Speaking at a lecture series held at the Ohio Supreme Court, Judge Sutton recently called on lawyers to take state constitutional law seriously.  He said that in nine years on the federal bench he has heard just one case involving claims under a state constitution.  Judge Sutton then explained that every plaintiff alleging a civil rights violation has two shots at winning under federal and state constitutions, and that claims under a state constitution may often be the better one.  He then lamented that most lawyers do not even consider claims under a state constitution, or, if they do, they include them only as an afterthought.
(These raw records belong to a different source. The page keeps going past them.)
//! End-to-end flows through the public library API: a gesture or keyboard
//! command becomes a request, the store commits it, and the dispatcher turns
//! the commit notice into effects against the identity registry.

use menuboard::core::destination::{Axis, Edge};
use menuboard::core::effects::{Effect, EffectDispatcher};
use menuboard::core::error::BoardError;
use menuboard::core::gesture::{Gesture, GestureKind, ItemCommand, item_command, resolve_drop};
use menuboard::core::outcome::{Outcome, Trigger};
use menuboard::core::registry::{ContainerEntry, Handle, IdentityRegistry, ItemEntry, Registration};
use menuboard::core::seed;
use menuboard::core::state::BoardState;
use menuboard::core::store::BoardStore;

fn ids(state: &BoardState, container_id: &str) -> Vec<String> {
    state
        .container(container_id)
        .unwrap()
        .items
        .iter()
        .map(|item| item.id.clone())
        .collect()
}

/// Registers every entity; item `id:n` gets element `n` and trigger `1000 + n`,
/// containers get `500 +` their position.
fn mount(state: &BoardState, registry: &IdentityRegistry) -> Vec<Registration> {
    let mut guards = Vec::new();
    for (position, container) in state.containers().enumerate() {
        guards.push(registry.register_container(
            &container.id,
            ContainerEntry {
                element: Handle(500 + position as u64),
            },
        ));
        for item in &container.items {
            let n: u64 = item.id.trim_start_matches("id:").parse().unwrap();
            guards.push(registry.register_item(
                &item.id,
                ItemEntry {
                    element: Handle(n),
                    action_trigger: Handle(1000 + n),
                },
            ));
        }
    }
    guards
}

#[test]
fn test_pointer_drop_flows_to_highlight() {
    let mut store = BoardStore::new(seed::generated_board(3, 4));
    let commits = store.subscribe();
    let registry = IdentityRegistry::new();
    let _mounted = mount(store.state(), &registry);
    let mut dispatcher = EffectDispatcher::new();

    // id:2 dropped on the bottom half of id:7 in card-1
    let gesture = Gesture {
        kind: GestureKind::Item,
        source_id: "id:2".to_string(),
        source_container_id: Some("card-0".to_string()),
        target_container_id: Some("card-1".to_string()),
        target_item_id: Some("id:7".to_string()),
        edge: Some(Edge::After),
        axis: Axis::Vertical,
    };
    let request = resolve_drop(store.state(), &gesture).unwrap().unwrap();
    let operation = store.apply(&request).unwrap().unwrap();

    assert_eq!(
        operation.outcome,
        Outcome::ItemMove {
            finish_container_id: "card-1".to_string(),
            start_item_index: 1,
            finish_item_index: 3,
        }
    );
    assert_eq!(ids(store.state(), "card-1"), ["id:5", "id:6", "id:7", "id:2", "id:8"]);
    assert_eq!(ids(store.state(), "card-0"), ["id:1", "id:3", "id:4"]);

    let notice = commits.try_recv().unwrap();
    let effects = dispatcher.dispatch(&notice.state, &registry);
    assert_eq!(effects, [Effect::Highlight { handle: Handle(2) }]);
}

#[test]
fn test_keyboard_reorder_announces_in_place() {
    let mut store = BoardStore::new(seed::basic_board());
    let commits = store.subscribe();
    let registry = IdentityRegistry::new();
    let _mounted = mount(store.state(), &registry);
    let mut dispatcher = EffectDispatcher::new();

    let request = item_command(store.state(), "id:6", &ItemCommand::MoveToTop)
        .unwrap()
        .unwrap();
    store.apply(&request).unwrap();
    assert_eq!(ids(store.state(), "services"), ["id:6", "id:5"]);

    let notice = commits.try_recv().unwrap();
    let effects = dispatcher.dispatch(&notice.state, &registry);
    assert_eq!(
        effects,
        [
            Effect::Highlight { handle: Handle(6) },
            Effect::Announce {
                text: "You've moved Blair from position 2 to position 1 of 2 in the Services menu-card."
                    .to_string(),
            },
        ]
    );
}

#[test]
fn test_keyboard_move_restores_focus_to_remounted_card() {
    let mut store = BoardStore::new(seed::basic_board());
    let commits = store.subscribe();
    let registry = IdentityRegistry::new();
    let old_mounts = mount(store.state(), &registry);
    let mut dispatcher = EffectDispatcher::new();

    let request = item_command(store.state(), "id:3", &ItemCommand::MoveTo("about".to_string()))
        .unwrap()
        .unwrap();
    store.apply(&request).unwrap();
    assert_eq!(ids(store.state(), "about"), ["id:3", "id:1", "id:2"]);

    // the moved card remounts before the old mount is torn down
    let remounted = registry.register_item(
        "id:3",
        ItemEntry {
            element: Handle(77),
            action_trigger: Handle(78),
        },
    );
    drop(old_mounts);
    assert_eq!(registry.item("id:3").unwrap().element, Handle(77));

    let notice = commits.try_recv().unwrap();
    let effects = dispatcher.dispatch(&notice.state, &registry);
    assert_eq!(effects.len(), 3);
    assert_eq!(effects[0], Effect::Highlight { handle: Handle(77) });
    assert_eq!(effects[2], Effect::Focus { handle: Handle(78) });
    drop(remounted);
}

#[test]
fn test_disabled_and_rejected_requests_publish_nothing() {
    let mut store = BoardStore::new(seed::basic_board());
    let commits = store.subscribe();

    assert_eq!(item_command(store.state(), "id:1", &ItemCommand::MoveUp), Ok(None));

    let missing = Gesture {
        kind: GestureKind::Item,
        source_id: "id:99".to_string(),
        source_container_id: None,
        target_container_id: Some("about".to_string()),
        target_item_id: None,
        edge: None,
        axis: Axis::Vertical,
    };
    assert_eq!(
        resolve_drop(store.state(), &missing),
        Err(BoardError::UnknownItem("id:99".to_string()))
    );

    let discarded = Gesture {
        target_container_id: None,
        ..missing
    };
    assert_eq!(resolve_drop(store.state(), &discarded), Ok(None));
    assert!(commits.try_recv().is_err());
}

#[test]
fn test_container_reorder_round_trip_restores_order() {
    let mut store = BoardStore::new(seed::basic_board());
    let original = store.state().ordered_container_ids().to_vec();

    for (start, finish) in [(0, 2), (2, 0)] {
        let gesture_target = store.state().ordered_container_ids()[finish].clone();
        let source = store.state().ordered_container_ids()[start].clone();
        let edge = if finish > start { Edge::After } else { Edge::Before };
        let gesture = Gesture {
            kind: GestureKind::Container,
            source_id: source,
            source_container_id: None,
            target_container_id: Some(gesture_target),
            target_item_id: None,
            edge: Some(edge),
            axis: Axis::Horizontal,
        };
        let request = resolve_drop(store.state(), &gesture).unwrap().unwrap();
        let operation = store.apply(&request).unwrap().unwrap();
        assert_eq!(operation.trigger, Trigger::Pointer);
    }

    assert_eq!(store.state().ordered_container_ids(), original);
    assert_eq!(store.state().revision(), 2);
    assert!(store.state().is_consistent());
}
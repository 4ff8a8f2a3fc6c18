//! Full-run tests against an in-memory ticketing service.
//!
//! These tests verify the run-level guarantees: every seat attempted exactly
//! once however many users race for it, failed seats never re-offered, every
//! user terminating, and fatal layout errors stopping the run before any user
//! starts.
//!
//! Run with: `cargo test --test full_run_test -- --nocapture`

#![allow(clippy::expect_used, clippy::unwrap_used)] // Test code can use unwrap/expect

use seatsweep::{
    Config, LoadTest, MockTicketingClient, RunError, Seat, SeatQueue, VenueLayout,
    YamlVenueLoader, generate_seats,
};
use seatsweep_testing::{ScriptedRandom, SeededRandom};
use std::collections::{HashMap, HashSet};
use std::io::Write;
use std::sync::Arc;
use std::time::Duration;

fn config(users: usize) -> Config {
    let mut config = Config::default();
    config.load.users = users;
    config.load.spawn_rate = 0;
    config.load.wait_time_ms = 0;
    config
}

fn venues_file(contents: &str) -> tempfile::NamedTempFile {
    let mut file = tempfile::NamedTempFile::new().unwrap();
    file.write_all(contents.as_bytes()).unwrap();
    file
}

/// Test: 64 users sweep a 3×12×15 venue.
///
/// Verifies that:
/// - All 540 seats are purchased
/// - No seat is purchased twice
/// - Every user stops
#[tokio::test(flavor = "multi_thread", worker_threads = 4)]
async fn test_many_users_cover_every_seat_exactly_once() {
    let layout = VenueLayout::new(3, 12, 15);
    let prepared = LoadTest::prepare(&config(64), &layout, Arc::new(SeatQueue::new())).unwrap();
    let client = Arc::new(MockTicketingClient::new().with_latency(Duration::from_millis(1)));

    let summary = prepared
        .run(client.clone(), Arc::new(SeededRandom::new(42)))
        .await
        .unwrap();

    let purchases = client.purchases();
    let mut counts: HashMap<&Seat, usize> = HashMap::new();
    for seat in &purchases {
        *counts.entry(seat).or_insert(0) += 1;
    }
    let expected: HashSet<Seat> = generate_seats(layout).collect();

    assert_eq!(purchases.len(), 540);
    assert!(counts.values().all(|&n| n == 1), "a seat was purchased twice");
    assert_eq!(counts.keys().copied().cloned().collect::<HashSet<_>>(), expected);
    assert_eq!(summary.users_stopped, 64);
    assert_eq!(summary.purchases_created, 540);
    assert!(summary.is_exhaustive());
}

/// Test: more users than seats.
///
/// Verifies that the surplus users stop on their first iteration and the run
/// still terminates.
#[tokio::test]
async fn test_more_users_than_seats_all_terminate() {
    let prepared =
        LoadTest::prepare(&config(20), &VenueLayout::new(1, 2, 2), Arc::new(SeatQueue::new()))
            .unwrap();
    let client = Arc::new(MockTicketingClient::new());

    let summary = tokio::time::timeout(
        Duration::from_secs(10),
        prepared.run(client.clone(), Arc::new(ScriptedRandom::constant(0.9))),
    )
    .await
    .expect("run did not terminate")
    .unwrap();

    assert_eq!(summary.users_stopped, 20);
    assert_eq!(summary.purchase_attempts, 4);
}

/// Test: failing seats are forfeited.
///
/// Verifies that a seat whose purchase failed is never offered again: each
/// failing seat appears exactly once in the service's call log.
#[tokio::test(flavor = "multi_thread", worker_threads = 4)]
async fn test_failed_seats_are_never_retried() {
    let failing = [Seat::new(1, 1, 1), Seat::new(2, 3, 4), Seat::new(2, 5, 5)];
    let mut mock = MockTicketingClient::new();
    for seat in &failing {
        mock = mock.with_failure(seat.clone(), 409);
    }
    let client = Arc::new(mock);

    let prepared =
        LoadTest::prepare(&config(8), &VenueLayout::new(2, 5, 5), Arc::new(SeatQueue::new()))
            .unwrap();
    let summary = prepared
        .run(client.clone(), Arc::new(ScriptedRandom::constant(0.9)))
        .await
        .unwrap();

    let purchases = client.purchases();
    for seat in &failing {
        assert_eq!(purchases.iter().filter(|s| *s == seat).count(), 1, "{seat} retried");
    }
    assert_eq!(purchases.len(), 50);
    assert_eq!(summary.purchases_failed, 3);
    assert_eq!(summary.purchases_created, 47);
    assert_eq!(summary.failures_by_status.get("409"), Some(&3));
}

/// Test: the verify draw follows the configured probability.
#[tokio::test]
async fn test_verification_fraction_near_half() {
    let prepared =
        LoadTest::prepare(&config(16), &VenueLayout::new(4, 25, 40), Arc::new(SeatQueue::new()))
            .unwrap();
    let client = Arc::new(MockTicketingClient::new());

    let summary = prepared
        .run(client.clone(), Arc::new(SeededRandom::new(7)))
        .await
        .unwrap();

    let fraction = summary.verifications_issued as f64 / summary.purchases_created as f64;
    assert_eq!(summary.purchases_created, 4000);
    assert!((0.46..=0.54).contains(&fraction), "fraction {fraction}");
    assert_eq!(client.verifications().len() as u64, summary.verifications_issued);
}

/// Test: a zero-zone venue aborts the run.
///
/// Verifies that no seat is seeded and no user (hence no purchase) starts.
#[test]
fn test_zero_zone_document_aborts_before_any_user() {
    let file = venues_file(
        "venues:\n  map:\n    Venue1:\n      zones:\n        zone-count: 0\n        row-count: 26\n        col-count: 30\n",
    );
    let queue = Arc::new(SeatQueue::new());

    let result = LoadTest::prepare(&config(10), &YamlVenueLoader::new(file.path()), queue.clone());

    assert!(matches!(result, Err(RunError::EmptyLayout { .. })));
    assert!(!queue.is_populated());
    assert_eq!(queue.try_take(), None);
}

/// Test: a venue with no counts at all is the same fatal condition.
#[test]
fn test_document_without_counts_aborts() {
    let file = venues_file("venues:\n  map:\n    Venue1:\n      name: Arena\n");

    let result = LoadTest::prepare(
        &config(1),
        &YamlVenueLoader::new(file.path()),
        Arc::new(SeatQueue::new()),
    );

    assert!(matches!(result, Err(RunError::EmptyLayout { venue_id }) if venue_id == "Venue1"));
}

/// Test: a missing document is fatal and names the path.
#[test]
fn test_missing_document_aborts_with_path() {
    let dir = tempfile::tempdir().unwrap();
    let path = dir.path().join("venues.yml");

    let error = LoadTest::prepare(
        &config(1),
        &YamlVenueLoader::new(&path),
        Arc::new(SeatQueue::new()),
    )
    .err()
    .unwrap();

    assert!(matches!(error, RunError::Layout(_)));
    assert!(error.to_string().contains("venues.yml"));
}
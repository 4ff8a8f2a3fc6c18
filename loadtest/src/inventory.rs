//! Seat inventory enumeration.
//!
//! The inventory of a venue is the product `zone × row × column`, each
//! coordinate starting at 1. Zone varies slowest and column fastest, so a
//! 1×2×2 venue enumerates as (1,1,1) (1,1,2) (1,2,1) (1,2,2).

use crate::types::{Seat, VenueLayout};
use std::iter::FusedIterator;

/// Lazy enumeration of every seat in a layout.
///
/// Holds only the layout and a cursor. A clone continues from the same
/// cursor; a new one always starts from the first seat.
#[derive(Debug, Clone)]
pub struct SeatInventory {
    layout: VenueLayout,
    next: u64,
    end: u64,
}

impl SeatInventory {
    /// Enumerate all seats of `layout`
    #[must_use]
    pub fn new(layout: VenueLayout) -> Self {
        Self {
            layout,
            next: 0,
            end: layout.capacity(),
        }
    }

    /// Layout being enumerated
    #[must_use]
    pub const fn layout(&self) -> VenueLayout {
        self.layout
    }

    /// Seat at a 0-based position in enumeration order
    ///
    /// Only meaningful for `index < capacity`, which guarantees every
    /// dimension is non-zero.
    #[allow(clippy::cast_possible_truncation)] // each coordinate is bounded by a u32 dimension
    fn seat_at(&self, index: u64) -> Seat {
        let cols = u64::from(self.layout.col_count);
        let rows = u64::from(self.layout.row_count);

        let column = index % cols;
        let row = (index / cols) % rows;
        let zone = index / (cols * rows);

        Seat::new(zone as u32 + 1, row as u32 + 1, column as u32 + 1)
    }
}

impl Iterator for SeatInventory {
    type Item = Seat;

    fn next(&mut self) -> Option<Seat> {
        if self.next >= self.end {
            return None;
        }
        let seat = self.seat_at(self.next);
        self.next += 1;
        Some(seat)
    }

    fn size_hint(&self) -> (usize, Option<usize>) {
        let remaining = self.end - self.next;
        match usize::try_from(remaining) {
            Ok(n) => (n, Some(n)),
            Err(_) => (usize::MAX, None),
        }
    }

    fn nth(&mut self, n: usize) -> Option<Seat> {
        self.next = self.next.saturating_add(u64::try_from(n).unwrap_or(u64::MAX)).min(self.end);
        self.next()
    }
}

impl ExactSizeIterator for SeatInventory {}

impl FusedIterator for SeatInventory {}

/// Generate the full, ordered inventory of a layout.
///
/// Pure and deterministic: the same layout always yields the same sequence.
/// If any dimension is 0 the sequence is empty.
#[must_use]
pub fn generate_seats(layout: VenueLayout) -> SeatInventory {
    SeatInventory::new(layout)
}

#[cfg(test)]
mod tests {
    use super::*;
    use proptest::prelude::*;
    use std::collections::HashSet;

    #[test]
    fn one_zone_two_by_two_enumerates_column_fastest() {
        let seats: Vec<Seat> = generate_seats(VenueLayout::new(1, 2, 2)).collect();

        assert_eq!(
            seats,
            vec![
                Seat::new(1, 1, 1),
                Seat::new(1, 1, 2),
                Seat::new(1, 2, 1),
                Seat::new(1, 2, 2),
            ]
        );
    }

    #[test]
    fn zone_varies_slowest() {
        let seats: Vec<Seat> = generate_seats(VenueLayout::new(2, 1, 2)).collect();

        assert_eq!(
            seats,
            vec![
                Seat::new(1, 1, 1),
                Seat::new(1, 1, 2),
                Seat::new(2, 1, 1),
                Seat::new(2, 1, 2),
            ]
        );
    }

    #[test]
    fn row_and_column_are_decimal_strings() {
        let last = generate_seats(VenueLayout::new(1, 12, 10)).last();
        assert_eq!(
            last,
            Some(Seat {
                zone_id: 1,
                row: "12".to_string(),
                column: "10".to_string(),
            })
        );
    }

    #[test]
    fn any_zero_dimension_is_empty() {
        assert_eq!(generate_seats(VenueLayout::new(0, 5, 5)).count(), 0);
        assert_eq!(generate_seats(VenueLayout::new(5, 0, 5)).count(), 0);
        assert_eq!(generate_seats(VenueLayout::new(5, 5, 0)).count(), 0);
    }

    #[test]
    fn regeneration_restarts_from_first_seat() {
        let layout = VenueLayout::new(2, 2, 2);
        let mut first = generate_seats(layout);
        first.next();
        first.next();

        let fresh: Vec<Seat> = generate_seats(layout).collect();
        assert_eq!(fresh.first(), Some(&Seat::new(1, 1, 1)));
        assert_eq!(fresh.len(), 8);
    }

    #[test]
    fn clone_continues_from_the_same_cursor() {
        let mut seats = generate_seats(VenueLayout::new(1, 2, 2));
        seats.next();

        let copy = seats.clone();
        assert_eq!(copy.len(), 3);
        assert_eq!(copy.collect::<Vec<_>>(), seats.collect::<Vec<_>>());
    }

    #[test]
    fn nth_skips_without_overrunning() {
        let mut seats = generate_seats(VenueLayout::new(1, 2, 2));
        assert_eq!(seats.nth(2), Some(Seat::new(1, 2, 1)));
        assert_eq!(seats.nth(10), None);
        assert_eq!(seats.next(), None);
    }

    proptest! {
        #[test]
        fn cardinality_and_uniqueness(zones in 0u32..6, rows in 0u32..12, cols in 0u32..12) {
            let layout = VenueLayout::new(zones, rows, cols);
            let seats: Vec<Seat> = generate_seats(layout).collect();
            let expected = usize::try_from(layout.capacity()).unwrap_or(usize::MAX);

            prop_assert_eq!(seats.len(), expected);
            prop_assert_eq!(generate_seats(layout).size_hint(), (expected, Some(expected)));

            let distinct: HashSet<&Seat> = seats.iter().collect();
            prop_assert_eq!(distinct.len(), seats.len());

            for seat in &seats {
                prop_assert!((1..=zones).contains(&seat.zone_id));
                let row: u32 = seat.row.parse().unwrap_or(0);
                let col: u32 = seat.column.parse().unwrap_or(0);
                prop_assert!((1..=rows).contains(&row));
                prop_assert!((1..=cols).contains(&col));
            }
        }
    }
}
//! Shared seat queue.
//!
//! Seeded once, drained concurrently. Seats are stored in an immutable slice
//! and handed out by advancing an atomic cursor, so a take is a single
//! compare-and-swap: it never blocks, never hands the same seat out twice and
//! never loses one. Once the cursor reaches the end the queue stays empty.

use crate::error::QueueError;
use crate::metrics;
use crate::types::Seat;
use std::sync::OnceLock;
use std::sync::atomic::{AtomicUsize, Ordering};

/// Finite, single-producer / multi-consumer seat queue.
///
/// Share it as `Arc<SeatQueue>`; every virtual user of a run gets the same
/// instance. Independent instances do not interact, so tests can create as
/// many as they like.
#[derive(Debug, Default)]
pub struct SeatQueue {
    seats: OnceLock<Box<[Seat]>>,
    cursor: AtomicUsize,
}

impl SeatQueue {
    /// Create an empty, unpopulated queue
    #[must_use]
    pub fn new() -> Self {
        Self::default()
    }

    /// Seed the queue with the run's whole inventory.
    ///
    /// Returns the number of seats seeded.
    ///
    /// # Errors
    ///
    /// Returns [`QueueError::AlreadyPopulated`] on a second call; the queue is
    /// single-shot and never refilled.
    pub fn populate<I>(&self, seats: I) -> Result<usize, QueueError>
    where
        I: IntoIterator<Item = Seat>,
    {
        let mut fresh = Some(seats);
        let stored = self.seats.get_or_init(|| {
            fresh
                .take()
                .map(|seats| seats.into_iter().collect())
                .unwrap_or_default()
        });

        if fresh.is_some() {
            return Err(QueueError::AlreadyPopulated {
                seeded: stored.len(),
            });
        }

        metrics::record_seats_seeded(stored.len());
        tracing::info!(seeded = stored.len(), "Seat queue populated");
        Ok(stored.len())
    }

    /// Remove one seat, or `None` once the queue is empty.
    ///
    /// Linearizable and non-blocking. An unpopulated queue is empty.
    #[must_use]
    pub fn try_take(&self) -> Option<Seat> {
        let seats = self.seats.get()?;
        let index = self
            .cursor
            .fetch_update(Ordering::AcqRel, Ordering::Acquire, |n| {
                (n < seats.len()).then_some(n + 1)
            })
            .ok()?;

        metrics::record_seat_taken();
        seats.get(index).cloned()
    }

    /// Whether `populate` has been called
    #[must_use]
    pub fn is_populated(&self) -> bool {
        self.seats.get().is_some()
    }

    /// Seats seeded by `populate` (0 before)
    #[must_use]
    pub fn seeded(&self) -> usize {
        self.seats.get().map_or(0, |seats| seats.len())
    }

    /// Seats handed out so far
    #[must_use]
    pub fn taken(&self) -> usize {
        self.cursor.load(Ordering::Acquire).min(self.seeded())
    }

    /// Seats still waiting for a user
    #[must_use]
    pub fn remaining(&self) -> usize {
        self.seeded() - self.taken()
    }

    /// Whether every seeded seat has been handed out
    #[must_use]
    pub fn is_empty(&self) -> bool {
        self.remaining() == 0
    }
}
//! Actions for the virtual user reducer.

use crate::types::{PurchaseResult, TicketId, VerificationResult};

/// Everything a virtual user reacts to.
#[derive(Debug, Clone, PartialEq, Eq)]
pub enum UserAction {
    /// Start the next iteration
    ///
    /// Sent once to start the user, then scheduled by the reducer itself after
    /// every iteration's wait.
    Tick,

    /// The purchase request of the current iteration returned
    PurchaseCompleted(PurchaseResult),

    /// The verification read of the current iteration returned
    VerificationCompleted {
        /// Ticket that was read
        ticket_id: TicketId,
        /// Observed outcome
        result: VerificationResult,
    },
}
Judge Sutton explained that such lawyers may be ignoring their best arguments.  He explained his belief that the future for expanding individual rights lies in the state supreme courts.  State supreme courts have far more leeway and ability to experiment (and can be more easily corrected) than the United States Supreme Court.  State courts can interpret their constitutions to account for local tradition and history, while only worrying about the effect on one jurisdiction.  He also noted that just because the Supreme Court has interpreted some general words mean something does not mean that the same or similar words in a state constitution must mean the same thing in state constitutions.  State supreme courts are free to create and expand individual liberties.

A video of Judge Sutton’s speech is available online, and is highly recommended to anyone drafting a complaint (or writing a brief) that focuses only on the federal constitution.  Judge Sutton has also recently written an article exploring this subject in the Kansas Law Review.